Meth mouth signs & symptoms
The oral signs and symptoms of meth abuse are significant and severe that the resulting condition is known as “meth mouth”. The journal of the American Dental Association published the results of a December 2015 study, Dental Disease Patterns in Methamphetamine Users, funded by the National Institute on Drug Abuse. Researchers examined the dental health of 571 meth users. Highlights of the study are listed below.
- 96% had extensive tooth decay
- 31% had 6 or more missing teeth
- Extensive wear of teeth from teeth grinding
Researchers highlighted that meth mouth is a combination of meth which is acidic (tooth decay) and drug induced psychological
and physiological changes that often result in a dry mouth.
Meth mouth signs and symptoms
- Rampant tooth decay on nearly every tooth along the gumline. Decay is often stained brown or black.
- Teeth appear unusually shortened from excessive clenching and/or grinding.
- Multiple broken, fractured, or ‘crumbled’ teeth
- Loose teeth from loss of bone support holding teeth into jawbone
- Red and inflamed gums
- Mouth ulcers and/or infection
- Dry mouth and tongue
- Sensitive teeth from high consumption of acidic soda
- Poor oral hygiene
The grim reality is that most meth users have extensive tooth decay on nearly every tooth and many teeth are so loose that the only option to alleviate mouth pain and restore their smile is full mouth extractions and replace missing teeth with full upper and lower dentures.

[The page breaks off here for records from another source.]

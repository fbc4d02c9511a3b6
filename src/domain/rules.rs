/// Player movement rules and dig reach, truth-table driven.
///
/// Pure functions over the grid: they decide what is legal and return an
/// intent, without touching any state. The controller in `sim::step`
/// applies the intent.
///
/// Terms, evaluated at the player's logical cell:
///   - **Support**   = vertically aligned AND tile below is Ground or Ladder
///   - **On ladder** = tile here is Ladder
///   - **Can climb** = on ladder OR (support AND tile below is Ladder)
///
/// ## Priority (first rule that yields a move wins)
///
/// ┌───┬──────────────┬──────────────────────────────┬──────────────────────────┐
/// │ # │ Move          │ Requires                      │ Denied when               │
/// ├───┼──────────────┼──────────────────────────────┼──────────────────────────┤
/// │ 1 │ Climb down    │ can climb, Down held          │ below is Ground           │
/// │ 1 │ Climb up      │ can climb, Up held            │ row 0, above is Ground    │
/// │ 2 │ Walk          │ support or on ladder,         │ dest out of bounds,       │
/// │   │               │ Left/Right held               │ dest is Ground            │
/// │ 3 │ Jump          │ support, Up held              │ above is Ground           │
/// │ 3 │ Jump-roll     │ support, Up-Left/Up-Right held│ above is Ground, diagonal │
/// │   │               │                               │ is Ground, dest col OOB   │
/// └───┴──────────────┴──────────────────────────────┴──────────────────────────┘
///
/// Down wins over Up and Left wins over Right when both are held.

use super::entity::{Facing, MoveKeys};
use super::grid::{Cell, GridMap};

/// One discrete move, in whole tiles.
#[derive(Clone, Copy, PartialEq, Eq, Debug)]
pub struct MoveIntent {
    pub d_col: i32,
    pub d_row: i32,
    /// Jumps end in a hang instead of a plain rest.
    pub jump: bool,
}

impl MoveIntent {
    const fn step(d_row: i32, d_col: i32) -> Self {
        MoveIntent { d_col, d_row, jump: false }
    }

    const fn jump(d_col: i32) -> Self {
        MoveIntent { d_col, d_row: -1, jump: true }
    }
}

/// What the player stands in / on, sampled once per decision.
#[derive(Clone, Copy, Debug)]
pub struct Footing {
    pub support: bool,
    pub on_ladder: bool,
    pub can_climb: bool,
}

pub fn footing(grid: &GridMap, cell: Cell, aligned: bool) -> Footing {
    let here = grid.tile_at(cell);
    let below = grid.tile_at(cell.offset(1, 0));
    let support = aligned && below.supports();
    let on_ladder = here.is_ladder();
    Footing {
        support,
        on_ladder,
        can_climb: on_ladder || (support && below.is_ladder()),
    }
}

// ── Individual rules ──

pub fn climb(grid: &GridMap, cell: Cell, f: Footing, keys: &MoveKeys) -> Option<MoveIntent> {
    if !f.can_climb {
        return None;
    }
    if keys.down {
        return (!grid.tile_at(cell.offset(1, 0)).is_solid()).then(|| MoveIntent::step(1, 0));
    }
    if keys.up && cell.row > 0 && !grid.tile_at(cell.offset(-1, 0)).is_solid() {
        return Some(MoveIntent::step(-1, 0));
    }
    None
}

pub fn walk(grid: &GridMap, cell: Cell, f: Footing, keys: &MoveKeys) -> Option<MoveIntent> {
    if !(f.support || f.on_ladder) {
        return None;
    }
    let dir = if keys.left {
        -1
    } else if keys.right {
        1
    } else {
        return None;
    };
    let dest = cell.offset(0, dir);
    (grid.in_bounds(dest) && !grid.tile_at(dest).is_solid()).then(|| MoveIntent::step(0, dir))
}

pub fn jump(grid: &GridMap, cell: Cell, f: Footing, keys: &MoveKeys) -> Option<MoveIntent> {
    if !f.support {
        return None;
    }
    let above_clear = !grid.tile_at(cell.offset(-1, 0)).is_solid();
    if keys.up && above_clear {
        return Some(MoveIntent::jump(0));
    }
    let dir = if keys.up_left {
        -1
    } else if keys.up_right {
        1
    } else {
        return None;
    };
    let dest = cell.offset(-1, dir);
    let col_in_bounds = dest.col >= 0 && (dest.col as usize) < grid.width();
    (above_clear && col_in_bounds && !grid.tile_at(dest).is_solid()).then(|| MoveIntent::jump(dir))
}

// ── Controller decision ──

/// The single move the player makes this poll, if any.
pub fn choose_move(grid: &GridMap, cell: Cell, aligned: bool, keys: &MoveKeys) -> Option<MoveIntent> {
    let f = footing(grid, cell, aligned);
    climb(grid, cell, f, keys)
        .or_else(|| walk(grid, cell, f, keys))
        .or_else(|| jump(grid, cell, f, keys))
}

/// Facing follows horizontal intent even when the move itself is blocked.
pub fn facing_from_keys(keys: &MoveKeys) -> Option<Facing> {
    if keys.left || keys.up_left {
        Some(Facing::Left)
    } else if keys.right || keys.up_right {
        Some(Facing::Right)
    } else {
        None
    }
}

/// Digging reaches the eight neighbours and the player's own cell.
pub fn dig_in_reach(player: Cell, target: Cell) -> bool {
    player.chebyshev(target) <= 1
}

// ══════════════════════════════════════════════════════════════
// Unit tests
// ══════════════════════════════════════════════════════════════
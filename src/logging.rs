use std::fs::File;

use env_logger::{Builder, Env, Target};
use log::LevelFilter;

/// Initializes the global logger.
///
/// `verbose` lowers the default filter to debug; `RUST_LOG` still wins.
/// The terminal front end owns stderr, so it passes a log file here.
pub fn init(verbose: bool, file: Option<File>) {
    let level = if verbose {
        LevelFilter::Debug
    } else {
        LevelFilter::Info
    };

    let env = Env::default().default_filter_or(level.to_string());
    let mut builder = Builder::from_env(env);
    if let Some(f) = file {
        builder.target(Target::Pipe(Box::new(f)));
    }

    // Already-initialized loggers (tests) are fine.
    let _ = builder.try_init();
}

Important to note: A meth addict typically avoids routine dental care. It often isn’t until they have been incarcerated or are in a meth rehabilitation counseling program.
Dentistry for the Entire Family has successfully helped several people restore their smile following or in conjunction with drug addiction treatment. We will never scold, lecture, or judge. We are here to help you.
Dental appointment considerations for dental patients with history of meth use
- Refrain from using nitrous oxide, sedation and/or narcotic agents. Your dentist will consult with your primary physician regarding use of over the counter pain relievers.
- Will likely require additional amount of local anesthetic due to permanent damage from use of meth amphetamines.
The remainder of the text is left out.